Dataset items:

_ _ _ _

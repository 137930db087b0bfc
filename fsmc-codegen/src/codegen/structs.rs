use proc_macro2::TokenStream;
use quote::quote;
use syn::{Ident, Path};

pub fn render_context_struct(
    context: &Ident,
    owner: &Ident,
    state_enum: &Ident,
    runtime: &Path,
) -> TokenStream {
    let doc = format!("Drives the state machine of a `{owner}`.");
    quote! {
        #[doc = #doc]
        #[derive(Debug, Clone)]
        pub struct #context {
            fsm: #runtime::FsmContext<#state_enum>,
        }
    }
}

/// A public transition method, as forwarded by the shared wrapper.
pub struct Forward {
    pub method: Ident,
    pub params: Vec<TokenStream>,
    pub args: Vec<Ident>,
}

pub fn render_shared_struct(
    shared: &Ident,
    context: &Ident,
    owner: &Ident,
    runtime: &Path,
    forwards: &[Forward],
) -> TokenStream {
    let methods = forwards.iter().map(|f| {
        let method = &f.method;
        let params = &f.params;
        let args = &f.args;
        quote! {
            pub fn #method(&self, ctxt: &mut #owner #(, #params)*) -> Result<(), #runtime::TransitionError> {
                self.lock().#method(ctxt #(, #args)*)
            }
        }
    });

    let doc = format!("A `{context}` usable from several threads.");
    quote! {
        #[doc = #doc]
        #[derive(Debug)]
        pub struct #shared {
            inner: ::std::sync::Mutex<#context>,
        }

        #[allow(non_snake_case)]
        impl #shared {
            pub fn new(context: #context) -> Self {
                Self {
                    inner: ::std::sync::Mutex::new(context),
                }
            }

            /// Locks the context. A panic inside a transition does not
            /// poison it for later callers.
            pub fn lock(&self) -> ::std::sync::MutexGuard<'_, #context> {
                self.inner
                    .lock()
                    .unwrap_or_else(::std::sync::PoisonError::into_inner)
            }

            pub fn into_inner(self) -> #context {
                self.inner
                    .into_inner()
                    .unwrap_or_else(::std::sync::PoisonError::into_inner)
            }

            #(#methods)*
        }
    }
}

_ _ _ _

Problem requirements >>
A copy of each line above that holds the word "params" is the expected answer.

Result below >>
    pub params: Vec<TokenStream>,
        let params = &f.params;
            pub fn #method(&self, ctxt: &mut #owner #(, #params)*) -> Result<(), #runtime::TransitionError> {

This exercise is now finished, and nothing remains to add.